I'm at a place called Vertigo

The thing about me is that I am incredibly afraid of heights. I'm terrified of the actual height itself, I'm terrified of falling, or of seeing someone fall. So if someone were to lean over a balcony at a dress rehearsal say, I might just break down into a shaking, blubbering mess. I've always been this way. I'm not even terribly fond of the upstairs of our house, which is a shame, because our house is reverse-living, and therefore the kitchen is upstairs.

But I digress. My point is this: all protagonists have some sort of flaw which may prevent them from having reached their goal before, or may eventually aid the plot in some way. Let me give you a few examples from what I have been reading lately.

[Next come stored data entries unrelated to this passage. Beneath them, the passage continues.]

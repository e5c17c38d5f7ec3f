//! # Leakage Module
//!
//! Augmented images are generated from training images, so any file in
//! val or test whose name starts with an augmentation prefix means training
//! content has leaked into an evaluation split.

use crate::config::AuditConfig;
use crate::core::dataset::{DatasetLayout, Split};
use crate::error::DatasetError;
use serde::Serialize;

/// Offending file names of one evaluation split
#[derive(Debug, Clone, PartialEq, Eq, Serialize)]
pub struct SplitLeakage {
    pub split: Split,
    /// Lower-cased file names, in listing order
    pub offenders: Vec<String>,
}

/// Result of the leakage scan
#[derive(Debug, Clone, PartialEq, Eq, Serialize)]
pub struct LeakageReport {
    pub splits: Vec<SplitLeakage>,
}

impl LeakageReport {
    pub fn total_offenders(&self) -> usize {
        self.splits.iter().map(|s| s.offenders.len()).sum()
    }

    pub fn passed(&self) -> bool {
        self.total_offenders() == 0
    }
}

/// Scan val and test for augmented file names
pub fn scan_leakage(
    layout: &DatasetLayout<'_>,
    config: &AuditConfig,
) -> Result<LeakageReport, DatasetError> {
    let mut splits = Vec::new();

    for split in Split::EVALUATION {
        let offenders = layout
            .image_records(split)?
            .into_iter()
            .map(|record| record.file_name_lower())
            .filter(|name| config.augmentation_prefix_of(name).is_some())
            .collect();
        splits.push(SplitLeakage { split, offenders });
    }

    Ok(LeakageReport { splits })
}
//! Split directory listing using walkdir.

use super::{filter::ExtensionFilter, ImageRecord, LabeledSample, Split};
use crate::config::AuditConfig;
use crate::error::DatasetError;
use std::path::{Path, PathBuf};
use tracing::{debug, warn};
use walkdir::WalkDir;

/// Read-only view of the dataset directories described by an [`AuditConfig`]
pub struct DatasetLayout<'a> {
    config: &'a AuditConfig,
    images: ExtensionFilter,
    labels: ExtensionFilter,
}

impl<'a> DatasetLayout<'a> {
    pub fn new(config: &'a AuditConfig) -> Self {
        Self {
            config,
            images: ExtensionFilter::new(&config.image_extensions),
            labels: ExtensionFilter::labels(),
        }
    }

    /// Fail early when the dataset root does not exist
    pub fn check_root(&self) -> Result<(), DatasetError> {
        if self.config.dataset_root.is_dir() {
            Ok(())
        } else {
            Err(DatasetError::RootNotFound {
                path: self.config.dataset_root.clone(),
            })
        }
    }

    pub fn image_dir(&self, split: Split) -> PathBuf {
        self.config.images_root().join(split.as_str())
    }

    pub fn label_dir(&self, split: Split) -> PathBuf {
        self.config.labels_root().join(split.as_str())
    }

    /// Image files of a split, sorted by file name
    pub fn image_files(&self, split: Split) -> Result<Vec<PathBuf>, DatasetError> {
        list_directory(&self.image_dir(split), &self.images)
    }

    /// Label files of a split, sorted by file name
    pub fn label_files(&self, split: Split) -> Result<Vec<PathBuf>, DatasetError> {
        list_directory(&self.label_dir(split), &self.labels)
    }

    /// Image records of a split, sorted by path
    pub fn image_records(&self, split: Split) -> Result<Vec<ImageRecord>, DatasetError> {
        Ok(self
            .image_files(split)?
            .into_iter()
            .map(|path| ImageRecord::new(split, self.config.relative_path(&path), path))
            .collect())
    }

    /// Image records of every split, train first
    pub fn all_image_records(&self) -> Result<Vec<ImageRecord>, DatasetError> {
        let mut records = Vec::new();
        for split in Split::ALL {
            records.extend(self.image_records(split)?);
        }
        Ok(records)
    }

    /// The image sharing `stem`, trying extensions in configured order
    pub fn find_image_for_stem(&self, split: Split, stem: &str) -> Option<PathBuf> {
        let dir = self.image_dir(split);
        self.config
            .image_extensions
            .iter()
            .map(|ext| dir.join(format!("{}.{}", stem, ext.trim_start_matches('.'))))
            .find(|candidate| candidate.is_file())
    }

    /// Label files of a split that have a matching image, in label order
    pub fn labeled_samples(&self, split: Split) -> Result<Vec<LabeledSample>, DatasetError> {
        let mut samples = Vec::new();

        for label in self.label_files(split)? {
            let Some(stem) = label.file_stem().map(|s| s.to_string_lossy().into_owned()) else {
                continue;
            };

            match self.find_image_for_stem(split, &stem) {
                Some(image) => samples.push(LabeledSample { image, label, stem }),
                None => debug!(split = %split, stem = %stem, "label has no matching image"),
            }
        }

        Ok(samples)
    }
}

/// Files directly inside `dir` accepted by `filter`.
///
/// A missing directory is an empty split. Unreadable entries are logged and
/// skipped; only an unreadable `dir` itself is an error.
fn list_directory(dir: &Path, filter: &ExtensionFilter) -> Result<Vec<PathBuf>, DatasetError> {
    if !dir.is_dir() {
        debug!(path = %dir.display(), "split directory missing, treating as empty");
        return Ok(Vec::new());
    }

    let mut files = Vec::new();
    let walker = WalkDir::new(dir)
        .min_depth(1)
        .max_depth(1)
        .sort_by_file_name();

    for entry in walker {
        match entry {
            Ok(entry) => {
                if entry.file_type().is_file() && filter.should_include(entry.path()) {
                    files.push(entry.into_path());
                }
            }
            Err(e) if e.depth() == 0 => {
                return Err(DatasetError::ReadDirectory {
                    path: dir.to_path_buf(),
                    source: e.into(),
                });
            }
            Err(e) => {
                let path = e.path().map(Path::to_path_buf).unwrap_or_default();
                warn!(path = %path.display(), error = %e, "skipping unreadable entry");
            }
        }
    }

    Ok(files)
}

Catherine Morland reads entirely too many fantastical novels, and has an over active imagination.
Stephanie Plum eats too much junk food and does not work out enough.
Arabella Hicks has writer's block.
Georgie Jutland has insomnia.

Minor set backs. Things that a person could go through life without being bothered overmuch, unless perhaps the person were to experience something specific to the malady itself. So despite the fact that my fear of heights frequently means I encounter roadblocks on my quest for a normal life, I will persevere, because, that is what I would have my characters do, and I will not be a hypocrite. I will not be one of those writers who writes because she cannot do. Who knows? One day I may even bungee jump... but it is not likely.

2 comments:

  1. Billy Spleen7/01/2008 6:45 pm

    "It's everything I wish I didn;t know except you, give me something, I can feeeeeeel!" lol had to do that.

    I'll bungee jump if you bungee jump :P

    ReplyDelete
  2. Hello? Hello?
    Anybody there?
    Cool entry cya at school sometime.